Un dettaglio che sembra certificare la distanza tra Tridico e la Calabria, nonostante le solite orazioni da campagna elettorale. Come evidenziato in precedenza, il grillino avrebbe avuto tutto il tempo necessario per spostare la residenza, anche solo temporaneamente: la sua candidatura alla presidenza della Giunta regionale è stata ufficializzata tra il 20 e il 23 agosto, mentre le liste elettorali si chiudono un mese prima del voto. Pertanto, avrebbe potuto spostare la residenza entro il 5 settembre per poter tranquillamente votare domenica 5 ottobre.

Le dichiarazioni di Pasqualina Straface, consigliere regionale di Forza Italia.

“Immaginate se iniziassi ogni mio intervento pubblico o ogni mio post sui social scrivendo: ‘sono calabrese, sono nata in Calabria’. Dopo qualche giorno mio marito e i miei amici più cari inizierebbero a preoccuparsi e mi direbbero: ’Pasqualina, tutto bene? C’è qualche problema? È successo qualcosa?’.

Ecco, da settimane Pasquale Tridico fa esattamente questo: apre ogni discorso e ogni post con la solita formula ’sono calabrese, sono nato in Calabria’. Evidentemente l’ex presidente dell’Inps vive un complesso di inferiorità rispetto agli altri candidati alla presidenza della Regione, che non hanno bisogno di sbandierare a ogni piè sospinto le proprie origini.
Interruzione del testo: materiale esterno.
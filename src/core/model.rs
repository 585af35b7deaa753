// Discount Card - core/model.rs
//
// Core data types: provider records, filter dimensions, choices and the
// five-field selection. No I/O.

use crate::util::constants::UNCONSTRAINED_LABEL;
use serde::Serialize;
use std::fmt;

// =============================================================================
// Provider record
// =============================================================================

/// One row of the provider catalog.
///
/// Every attribute may be absent in the source table. Records are read-only:
/// the application never creates or mutates them.
#[derive(Debug, Clone, Default, PartialEq, Eq, Serialize)]
pub struct ProviderRecord {
    pub provider_name: Option<String>,
    pub address: Option<String>,
    pub phone: Option<String>,
    pub hotline: Option<String>,
    pub agreed_prices: Option<String>,

    pub governorate: Option<String>,
    pub area: Option<String>,
    pub provider_type: Option<String>,
    pub main_specialty: Option<String>,
    pub sub_specialty: Option<String>,
}

impl ProviderRecord {
    /// The value this record holds for a filter dimension.
    pub fn attribute(&self, dimension: Dimension) -> Option<&str> {
        match dimension {
            Dimension::Governorate => self.governorate.as_deref(),
            Dimension::Area => self.area.as_deref(),
            Dimension::ProviderType => self.provider_type.as_deref(),
            Dimension::MainSpecialty => self.main_specialty.as_deref(),
            Dimension::SubSpecialty => self.sub_specialty.as_deref(),
        }
    }

    /// The five displayed/exported cells, absent values rendered as "".
    ///
    /// Order matches `constants::EXPORT_HEADERS`.
    pub fn display_cells(&self) -> [&str; 5] {
        [
            self.provider_name.as_deref().unwrap_or(""),
            self.address.as_deref().unwrap_or(""),
            self.phone.as_deref().unwrap_or(""),
            self.hotline.as_deref().unwrap_or(""),
            self.agreed_prices.as_deref().unwrap_or(""),
        ]
    }
}

// =============================================================================
// Dimension
// =============================================================================

/// A filterable provider attribute.
///
/// The declaration order is the cascade order: a dimension's choices depend
/// only on the dimensions declared before it.
#[derive(Debug, Clone, Copy, PartialEq, Eq, Hash, PartialOrd, Ord)]
pub enum Dimension {
    Governorate,
    Area,
    ProviderType,
    MainSpecialty,
    SubSpecialty,
}

impl Dimension {
    /// All dimensions in cascade order.
    pub const ALL: [Dimension; 5] = [
        Dimension::Governorate,
        Dimension::Area,
        Dimension::ProviderType,
        Dimension::MainSpecialty,
        Dimension::SubSpecialty,
    ];

    /// Position in the cascade (0 = governorate).
    pub fn index(self) -> usize {
        self as usize
    }

    /// Column name in the providers table.
    pub fn column(self) -> &'static str {
        match self {
            Self::Governorate => "governorate",
            Self::Area => "area",
            Self::ProviderType => "provider_type",
            Self::MainSpecialty => "main_specialty",
            Self::SubSpecialty => "sub_specialty",
        }
    }

    /// Human-readable label for dropdowns and messages.
    pub fn label(self) -> &'static str {
        match self {
            Self::Governorate => "Governorate",
            Self::Area => "Area",
            Self::ProviderType => "Provider Type",
            Self::MainSpecialty => "Main Specialty",
            Self::SubSpecialty => "Sub Specialty",
        }
    }

    /// Dimensions strictly before this one.
    pub fn upstream(self) -> &'static [Dimension] {
        let all: &'static [Dimension; 5] = &Self::ALL;
        &all[..self.index()]
    }

    /// Dimensions strictly after this one.
    pub fn downstream(self) -> &'static [Dimension] {
        let all: &'static [Dimension; 5] = &Self::ALL;
        &all[self.index() + 1..]
    }
}

impl fmt::Display for Dimension {
    fn fmt(&self, f: &mut fmt::Formatter<'_>) -> fmt::Result {
        f.write_str(self.label())
    }
}

// =============================================================================
// Choice
// =============================================================================

/// One entry in a dimension's dropdown.
#[derive(Debug, Clone, PartialEq, Eq, Hash)]
pub enum Choice {
    /// No filter on this dimension.
    All,
    /// Pin the dimension to this observed value.
    Value(String),
}

impl Choice {
    /// Text shown in the dropdown.
    pub fn label(&self) -> &str {
        match self {
            Self::All => UNCONSTRAINED_LABEL,
            Self::Value(v) => v,
        }
    }

    /// The pinned value, or None for the unconstrained sentinel.
    pub fn as_value(&self) -> Option<&str> {
        match self {
            Self::All => None,
            Self::Value(v) => Some(v),
        }
    }
}

impl From<Option<&str>> for Choice {
    fn from(value: Option<&str>) -> Self {
        match value {
            Some(v) => Self::Value(v.to_string()),
            None => Self::All,
        }
    }
}

// =============================================================================
// Selection
// =============================================================================

/// Current filter state: each dimension unconstrained (None) or pinned.
#[derive(Debug, Clone, Default, PartialEq, Eq)]
pub struct Selection {
    pinned: [Option<String>; 5],
}

impl Selection {
    /// The value a dimension is pinned to, if any.
    pub fn get(&self, dimension: Dimension) -> Option<&str> {
        self.pinned[dimension.index()].as_deref()
    }

    /// Pin a dimension, or clear it with `None`. Other dimensions are
    /// untouched; the cascade lives in the session.
    pub fn set(&mut self, dimension: Dimension, value: Option<String>) {
        self.pinned[dimension.index()] = value;
    }

    /// Builder form of `set`, mostly for tests and fixtures.
    pub fn with(mut self, dimension: Dimension, value: &str) -> Self {
        self.set(dimension, Some(value.to_string()));
        self
    }

    /// Reset every dimension after `dimension` to unconstrained.
    pub fn clear_downstream(&mut self, dimension: Dimension) {
        for d in dimension.downstream() {
            self.pinned[d.index()] = None;
        }
    }

    /// True when no dimension is pinned.
    pub fn is_unconstrained(&self) -> bool {
        self.pinned.iter().all(Option::is_none)
    }

    /// Pinned dimensions in cascade order.
    pub fn pinned(&self) -> impl Iterator<Item = (Dimension, &str)> + '_ {
        Dimension::ALL
            .into_iter()
            .filter_map(|d| self.get(d).map(|v| (d, v)))
    }
}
Il 5 e 6 ottobre andremo a votare per il rinnovo del Consiglio regionale e per scegliere il nuovo presidente della Calabria. Andranno alle urne Occhiuto, Toscano e tutti i candidati… ma non Tridico. Perché? Perché il candidato del cosiddetto campo largo, oltre a vivere fuori dalla Calabria da oltre trent’anni, non è nemmeno residente nella nostra Regione.

Eppure dall’inizio della campagna elettorale ci ripete: ‘Terra mia, le mie radici, cuore mio, infinita bellezza, Calabria amore mio’. Allora una domanda sorge spontanea: ma almeno per questo mese Pasquale Tridico non poteva fare il cambio di residenza? Niente, neanche questo, residenza fissa a Roma: al massimo potrà votare tra qualche tempo Gualtieri. Mah. Misteri”.